Grace is one half of Extreme Nomads, travel addicts with a passion for adrenaline and adventure, Grace, along with Jim, began Extreme Nomads to help travellers discover the best spots around the world to do the sports they love. You can connect with Grace on GAFFL and through Extreme Nomads.

Why I Travel And Why I Continue To Do It

I suppose I was born into it, in a way. My dad’s family is English, Italian, and Greek (my grandmother was born and raised in Egypt in the 1930s and speaks 5 languages fluently - mind boggling really!) and my mother’s side is from the US. We moved around a lot as a family, and though we eventually “settled” in Ireland, I left during college for a transfer year to Shanghai whilst studying Mandarin and moved to China full time once I finished my studies. So, I guess it’s in my bones at this stage. Staying still feels a lot more alien to me than staying on the move.


I've Made Long Lasting Friendships During My Travels

Absolutely. I actually have been based back at home in Ireland for the past year - and it was a little strange to find that most of my friends had immigrated while I was away. Combine that with the fact that all my best friends were people that I’ve met over the past 5 years of living in Asia, and I realised that the closest people to me were actually the furthest away physically.

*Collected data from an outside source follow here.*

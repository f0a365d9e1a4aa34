use sea_orm::{
    DatabaseTransaction, EntityTrait, IntoSimpleExpr, PaginatorTrait, QueryFilter,
    QueryOrder, QuerySelect, Value, sea_query::IntoCondition,
};
use serde::Serialize;

use crate::TenancyError;
use crate::audit::AuditScope;
use crate::secure::{IsolatedEntity, cond};

/// A `SeaORM` select that already carries the isolation predicate.
///
/// There is no way to obtain one without the predicate: it is built only by
/// [`StoreSession::select`](crate::secure::StoreSession::select) and
/// [`UnitOfWork::select`](crate::context::UnitOfWork::select). Further filters are
/// AND-ed onto it.
#[must_use]
pub struct SecureSelect<'s, E: EntityTrait> {
    inner: sea_orm::Select<E>,
    conn: &'s DatabaseTransaction,
    audit: Option<&'s AuditScope>,
}

impl<'s, E> SecureSelect<'s, E>
where
    E: IsolatedEntity,
    E::Model: Serialize + Send + Sync,
{
    pub(crate) fn new(
        conn: &'s DatabaseTransaction,
        tenant: Option<tenancy_security::TenantId>,
        audit: Option<&'s AuditScope>,
    ) -> Self {
        Self {
            inner: E::find().filter(cond::tenant_condition::<E>(tenant)),
            conn,
            audit,
        }
    }

    pub fn filter<F>(mut self, filter: F) -> Self
    where
        F: IntoCondition,
    {
        self.inner = QueryFilter::filter(self.inner, filter);
        self
    }

    /// Narrow to one primary key value.
    pub fn and_id(self, id: impl Into<Value>) -> Self {
        self.filter(cond::id_condition::<E>(id.into()))
    }

    pub fn order_by_asc<C>(mut self, col: C) -> Self
    where
        C: IntoSimpleExpr,
    {
        self.inner = QueryOrder::order_by_asc(self.inner, col);
        self
    }

    pub fn order_by_desc<C>(mut self, col: C) -> Self
    where
        C: IntoSimpleExpr,
    {
        self.inner = QueryOrder::order_by_desc(self.inner, col);
        self
    }

    pub fn limit(mut self, limit: u64) -> Self {
        self.inner = QuerySelect::limit(self.inner, limit);
        self
    }

    pub fn offset(mut self, offset: u64) -> Self {
        self.inner = QuerySelect::offset(self.inner, offset);
        self
    }

    /// # Errors
    /// Returns `TenancyError::Db` if the query fails.
    pub async fn all(self) -> Result<Vec<E::Model>, TenancyError> {
        let rows = self.inner.all(self.conn).await?;
        if let Some(audit) = self.audit {
            audit.on_read::<E>(self.conn, &rows).await;
        }
        Ok(rows)
    }

    /// # Errors
    /// Returns `TenancyError::Db` if the query fails.
    pub async fn one(self) -> Result<Option<E::Model>, TenancyError> {
        let row = self.inner.one(self.conn).await?;
        if let (Some(audit), Some(row)) = (self.audit, row.as_ref()) {
            audit.on_read::<E>(self.conn, std::slice::from_ref(row)).await;
        }
        Ok(row)
    }

    /// # Errors
    /// Returns `TenancyError::Db` if the query fails.
    pub async fn count(self) -> Result<u64, TenancyError>
    where
        E::Model: sea_orm::FromQueryResult,
    {
        Ok(self.inner.count(self.conn).await?)
    }
}
//! Isolation policies: one per isolated table, always `tenant_column = get_current_tenant()`.
//!
//! PostgreSQL policies are native row-level security. Every backend also records the
//! policy in the `tenant_isolation_policies` catalog; on SQLite the catalog is the
//! only record and the Rust predicate is the enforcement.
//!
//! Installing and dropping policies is privileged and only reachable from
//! [`crate::migrate`].

use sea_orm::{ConnectionTrait, DatabaseBackend, DbErr};

use crate::sql::{self, quote};

/// Catalog of installed policies.
pub const POLICY_CATALOG: &str = "tenant_isolation_policies";

/// SQL function every predicate compares against.
pub const CURRENT_TENANT_FN: &str = "get_current_tenant()";

#[derive(Debug, Clone, PartialEq, Eq)]
pub struct IsolationPolicy {
    table: String,
    tenant_column: String,
}

impl IsolationPolicy {
    #[must_use]
    pub fn new(table: &str, tenant_column: &str) -> Self {
        Self {
            table: table.to_owned(),
            tenant_column: tenant_column.to_owned(),
        }
    }

    #[must_use]
    pub fn table(&self) -> &str {
        &self.table
    }

    #[must_use]
    pub fn tenant_column(&self) -> &str {
        &self.tenant_column
    }

    /// `tenant_isolation_<table>`
    #[must_use]
    pub fn name(&self) -> String {
        format!("tenant_isolation_{}", self.table)
    }

    #[must_use]
    pub fn predicate(&self) -> String {
        format!("{} = {CURRENT_TENANT_FN}", self.tenant_column)
    }
}

/// What is currently installed under the policy's name.
#[derive(Debug, Clone, PartialEq, Eq)]
pub(crate) enum PolicyState {
    Absent,
    Identical,
    Conflict { existing: String },
}

/// Compare predicate texts ignoring case, whitespace, parentheses and casts, so the
/// text PostgreSQL echoes back from `pg_policies` matches what we issued.
pub(crate) fn same_predicate(a: &str, b: &str) -> bool {
    fn normalize(s: &str) -> String {
        s.replace("::uuid", "")
            .chars()
            .filter(|c| !c.is_whitespace() && *c != '(' && *c != ')' && *c != '"')
            .flat_map(char::to_lowercase)
            .collect()
    }
    normalize(a) == normalize(b)
}

/// `[USING, WITH CHECK]` of a `pg_policies` row.
///
/// A `FOR ALL` policy without `WITH CHECK` checks new rows against `USING`, so the
/// missing clause takes the value of `qual`.
fn effective_predicates(qual: Option<String>, with_check: Option<String>) -> Vec<String> {
    let qual = qual.unwrap_or_default();
    let check = with_check.unwrap_or_else(|| qual.clone());
    vec![qual, check]
}

pub(crate) async fn ensure_catalog<C>(conn: &C) -> Result<(), DbErr>
where
    C: ConnectionTrait,
{
    conn.execute_unprepared(&format!(
        r#"CREATE TABLE IF NOT EXISTS "{POLICY_CATALOG}" (
            policy_name TEXT PRIMARY KEY,
            table_name TEXT NOT NULL,
            tenant_column TEXT NOT NULL,
            predicate TEXT NOT NULL
        )"#
    ))
    .await?;
    Ok(())
}

pub(crate) async fn inspect<C>(conn: &C, policy: &IsolationPolicy) -> Result<PolicyState, DbErr>
where
    C: ConnectionTrait,
{
    let expected = policy.predicate();
    let existing: Vec<String> = match conn.get_database_backend() {
        DatabaseBackend::Postgres => {
            let row = sql::fetch_one(
                conn,
                "SELECT cmd, qual, with_check FROM pg_policies \
                 WHERE schemaname = current_schema() AND tablename = $1 AND policyname = $2",
                vec![policy.table().into(), policy.name().into()],
            )
            .await?;
            match row {
                Some(row) => {
                    let cmd: String = row.try_get("", "cmd")?;
                    let qual: Option<String> = row.try_get("", "qual")?;
                    let check: Option<String> = row.try_get("", "with_check")?;
                    if !cmd.eq_ignore_ascii_case("ALL") {
                        return Ok(PolicyState::Conflict {
                            existing: format!("FOR {cmd} {}", qual.unwrap_or_default()),
                        });
                    }
                    effective_predicates(qual, check)
                }
                None => return Ok(PolicyState::Absent),
            }
        }
        _ => {
            let row = sql::fetch_one(
                conn,
                &format!(r#"SELECT predicate FROM "{POLICY_CATALOG}" WHERE policy_name = $1"#),
                vec![policy.name().into()],
            )
            .await?;
            match row {
                Some(row) => vec![row.try_get::<String>("", "predicate")?],
                None => return Ok(PolicyState::Absent),
            }
        }
    };

    if existing.iter().all(|e| same_predicate(e, &expected)) {
        Ok(PolicyState::Identical)
    } else {
        Ok(PolicyState::Conflict {
            existing: existing.join(" / "),
        })
    }
}

/// Drop-if-exists, then create. Callers check [`inspect`] first.
pub(crate) async fn create<C>(conn: &C, policy: &IsolationPolicy) -> Result<(), DbErr>
where
    C: ConnectionTrait,
{
    let table = quote(policy.table());
    let name = quote(&policy.name());
    if conn.get_database_backend() == DatabaseBackend::Postgres {
        let predicate = policy.predicate();
        conn.execute_unprepared(&format!("ALTER TABLE {table} ENABLE ROW LEVEL SECURITY"))
            .await?;
        conn.execute_unprepared(&format!("DROP POLICY IF EXISTS {name} ON {table}"))
            .await?;
        conn.execute_unprepared(&format!(
            "CREATE POLICY {name} ON {table} FOR ALL USING ({predicate}) WITH CHECK ({predicate})"
        ))
        .await?;
    }
    sql::exec(
        conn,
        &format!(
            r#"INSERT INTO "{POLICY_CATALOG}" (policy_name, table_name, tenant_column, predicate)
               VALUES ($1, $2, $3, $4)
               ON CONFLICT (policy_name) DO UPDATE SET
                   table_name = excluded.table_name,
                   tenant_column = excluded.tenant_column,
                   predicate = excluded.predicate"#
        ),
        vec![
            policy.name().into(),
            policy.table().into(),
            policy.tenant_column().into(),
            policy.predicate().into(),
        ],
    )
    .await?;
    Ok(())
}

/// Remove the policy; returns whether anything was installed.
pub(crate) async fn remove<C>(conn: &C, policy: &IsolationPolicy) -> Result<bool, DbErr>
where
    C: ConnectionTrait,
{
    let existed = inspect(conn, policy).await? != PolicyState::Absent;
    if conn.get_database_backend() == DatabaseBackend::Postgres {
        let table = quote(policy.table());
        let name = quote(&policy.name());
        conn.execute_unprepared(&format!("DROP POLICY IF EXISTS {name} ON {table}"))
            .await?;
        conn.execute_unprepared(&format!("ALTER TABLE {table} DISABLE ROW LEVEL SECURITY"))
            .await?;
    }
    sql::exec(
        conn,
        &format!(r#"DELETE FROM "{POLICY_CATALOG}" WHERE policy_name = $1"#),
        vec![policy.name().into()],
    )
    .await?;
    Ok(existed)
}
/// `Some(nullable)` when the column exists.
pub(crate) async fn column_nullable<C>(
    conn: &C,
    table: &str,
    column: &str,
) -> Result<Option<bool>, DbErr>
where
    C: ConnectionTrait,
{
    let values = vec![table.into(), column.into()];
    if is_pg(conn) {
        let row = sql::fetch_one(
            conn,
            "SELECT is_nullable::text AS is_nullable FROM information_schema.columns \
             WHERE table_schema = current_schema() AND table_name = $1 AND column_name = $2",
            values,
        )
        .await?;
        row.map(|r| r.try_get::<String>("", "is_nullable").map(|v| v == "YES"))
            .transpose()
    } else {
        let row = sql::fetch_one(
            conn,
            r#"SELECT "notnull" AS not_null FROM pragma_table_info($1) WHERE name = $2"#,
            values,
        )
        .await?;
        row.map(|r| r.try_get::<i64>("", "not_null").map(|v| v == 0))
            .transpose()
    }
}

pub(crate) async fn index_exists<C>(conn: &C, name: &str) -> Result<bool, DbErr>
where
    C: ConnectionTrait,
{
    let sql = if is_pg(conn) {
        "SELECT COUNT(*) FROM pg_indexes WHERE schemaname = current_schema() AND indexname = $1"
    } else {
        "SELECT COUNT(*) FROM sqlite_master WHERE type = 'index' AND name = $1"
    };
    Ok(sql::count(conn, sql, vec![name.into()]).await? > 0)
}

pub(crate) async fn tenant_fk_exists<C>(conn: &C, table: &str) -> Result<bool, DbErr>
where
    C: ConnectionTrait,
{
    let n = if is_pg(conn) {
        sql::count(
            conn,
            "SELECT COUNT(*) FROM information_schema.table_constraints \
             WHERE table_schema = current_schema() AND table_name = $1 \
               AND constraint_name = $2 AND constraint_type = 'FOREIGN KEY'",
            vec![table.into(), fk_name(table).into()],
        )
        .await?
    } else {
        sql::count(
            conn,
            r#"SELECT COUNT(*) FROM pragma_foreign_key_list($1) WHERE "from" = $2 AND "table" = 'tenants'"#,
            vec![table.into(), TENANT_COLUMN.into()],
        )
        .await?
    };
    Ok(n > 0)
}

pub(crate) async fn require_table<C>(conn: &C, table: &str) -> Result<(), MigrateError>
where
    C: ConnectionTrait,
{
    if table_exists(conn, table).await? {
        Ok(())
    } else {
        Err(MigrateError::MissingTable(table.to_owned()))
    }
}

/// Phase 1.
pub(crate) async fn lock_table<C>(conn: &C, table: &str) -> Result<(), DbErr>
where
    C: ConnectionTrait,
{
    // SQLite takes the database write lock with the first write of the transaction.
    if is_pg(conn) {
        conn.execute_unprepared(&format!(
            "LOCK TABLE {} IN ACCESS EXCLUSIVE MODE",
            quote(table)
        ))
        .await?;
    }
    Ok(())
}

/// Phase 2.
pub(crate) async fn add_tenant_column<C>(
    conn: &C,
    table: &str,
) -> Result<Option<SchemaChange>, DbErr>
where
    C: ConnectionTrait,
{
    if column_nullable(conn, table, TENANT_COLUMN).await?.is_some() {
        return Ok(None);
    }
    let ty = if is_pg(conn) { "UUID" } else { "BLOB" };
    conn.execute_unprepared(&format!(
        "ALTER TABLE {} ADD COLUMN {} {ty} NULL",
        quote(table),
        quote(TENANT_COLUMN)
    ))
    .await?;
    Ok(Some(SchemaChange::ColumnAdded {
        table: table.to_owned(),
        column: TENANT_COLUMN.to_owned(),
    }))
}

async fn count_missing<C>(conn: &C, table: &str) -> Result<i64, DbErr>
where
    C: ConnectionTrait,
{
    sql::count(
        conn,
        &format!(
            "SELECT COUNT(*) FROM {} WHERE {} IS NULL",
            quote(table),
            quote(TENANT_COLUMN)
        ),
        vec![],
    )
    .await
}

/// Phase 3: fill `tenant_id` where it is still NULL, then apply the orphan policy.
pub(crate) async fn backfill<C>(
    conn: &C,
    plan: &TenantColumnPlan,
) -> Result<Option<SchemaChange>, MigrateError>
where
    C: ConnectionTrait,
{
    let table = quote(&plan.table);
    let col = quote(TENANT_COLUMN);
    let statement = match &plan.source {
        TenantSource::Parent {
            foreign_key,
            parent_table,
            parent_key,
            parent_tenant_column,
        } => {
            require_table(conn, parent_table).await?;
            if column_nullable(conn, parent_table, parent_tenant_column)
                .await?
                .is_none()
            {
                return Err(MigrateError::InvalidPlan(format!(
                    "parent '{parent_table}' of '{}' has no column '{parent_tenant_column}'",
                    plan.table
                )));
            }
            let (parent, pk, ptc, fk) = (
                quote(parent_table),
                quote(parent_key),
                quote(parent_tenant_column),
                quote(foreign_key),
            );
            Some(format!(
                "UPDATE {table} SET {col} = \
                   (SELECT p.{ptc} FROM {parent} p WHERE p.{pk} = {table}.{fk}) \
                 WHERE {col} IS NULL AND EXISTS \
                   (SELECT 1 FROM {parent} p WHERE p.{pk} = {table}.{fk} AND p.{ptc} IS NOT NULL)"
            ))
        }
        TenantSource::Column { column } => {
            if column_nullable(conn, &plan.table, column).await?.is_none() {
                return Err(MigrateError::InvalidPlan(format!(
                    "'{}' has no column '{column}'",
                    plan.table
                )));
            }
            let src = if is_pg(conn) {
                format!("CAST({} AS UUID)", quote(column))
            } else {
                quote(column)
            };
            Some(format!(
                "UPDATE {table} SET {col} = {src} WHERE {col} IS NULL AND {} IS NOT NULL",
                quote(column)
            ))
        }
        TenantSource::Existing => None,
    };

    let rows = match statement {
        Some(s) => conn.execute_unprepared(&s).await?.rows_affected(),
        None => 0,
    };
    debug!(table = %plan.table, rows, phase = "backfill", "derived tenant ids");

    let fallback = match &plan.orphans {
        OrphanPolicy::AssignFallback {
            tenant,
            justification,
        } => {
            if count_missing(conn, &plan.table).await? == 0 {
                return Ok((rows > 0).then(|| SchemaChange::Backfilled {
                    table: plan.table.clone(),
                    rows,
                    fallback: 0,
                }));
            }
            let known = sql::count(
                conn,
                "SELECT COUNT(*) FROM tenants WHERE id = $1",
                vec![Value::from(tenant.as_uuid())],
            )
            .await?;
            if known == 0 {
                return Err(MigrateError::InvalidPlan(format!(
                    "fallback tenant {tenant} for '{}' is not registered",
                    plan.table
                )));
            }
            let assigned = sql::exec(
                conn,
                &format!("UPDATE {table} SET {col} = $1 WHERE {col} IS NULL"),
                vec![Value::from(tenant.as_uuid())],
            )
            .await?
            .rows_affected();
            warn!(
                table = %plan.table,
                tenant_id = %tenant,
                rows = assigned,
                justification = %justification,
                "orphan rows assigned to the fallback tenant"
            );
            assigned
        }
        OrphanPolicy::Fail => 0,
    };

    Ok((rows + fallback > 0).then(|| SchemaChange::Backfilled {
        table: plan.table.clone(),
        rows,
        fallback,
    }))
}

/// Phase 4: no row may be left without a tenant.
pub(crate) async fn verify<C>(conn: &C, plan: &TenantColumnPlan) -> Result<(), MigrateError>
where
    C: ConnectionTrait,
{
    let total = count_missing(conn, &plan.table).await?;
    if total == 0 {
        return Ok(());
    }
    let key = quote(&plan.key_column);
    let id_text = if is_pg(conn) {
        format!("CAST({key} AS TEXT)")
    } else {
        format!("CASE WHEN typeof({key}) = 'blob' THEN lower(hex({key})) ELSE CAST({key} AS TEXT) END")
    };
    let rows = sql::fetch_all(
        conn,
        &format!(
            "SELECT {id_text} AS row_id FROM {} WHERE {} IS NULL ORDER BY {key} LIMIT {MAX_REPORTED_ORPHANS}",
            quote(&plan.table),
            quote(TENANT_COLUMN)
        ),
        vec![],
    )
    .await?;
    let row_ids = rows
        .iter()
        .map(|r| r.try_get::<String>("", "row_id").map(|id| readable_id(&id)))
        .collect::<Result<Vec<_>, _>>()?;
    Err(MigrateError::BackfillIncomplete {
        table: plan.table.clone(),
        total,
        row_ids,
    })
}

But to speak of the friendships you make on the road wouldn’t be complete without acknowledging the depth of those connections. Getting to know someone in a strange location, far from home, out of your comfort zone can really be a catalyst for powerful bonds. Jim (the co-creator of Extreme Nomads) and I met at a kitesurfing competition in Thailand a went on to spend three years travelling and living together around SE Asia, forming a business, adopting a few animals in Thailand (I’ll get to them in a minute), and way more than you’d do with other people in a whole lifetime.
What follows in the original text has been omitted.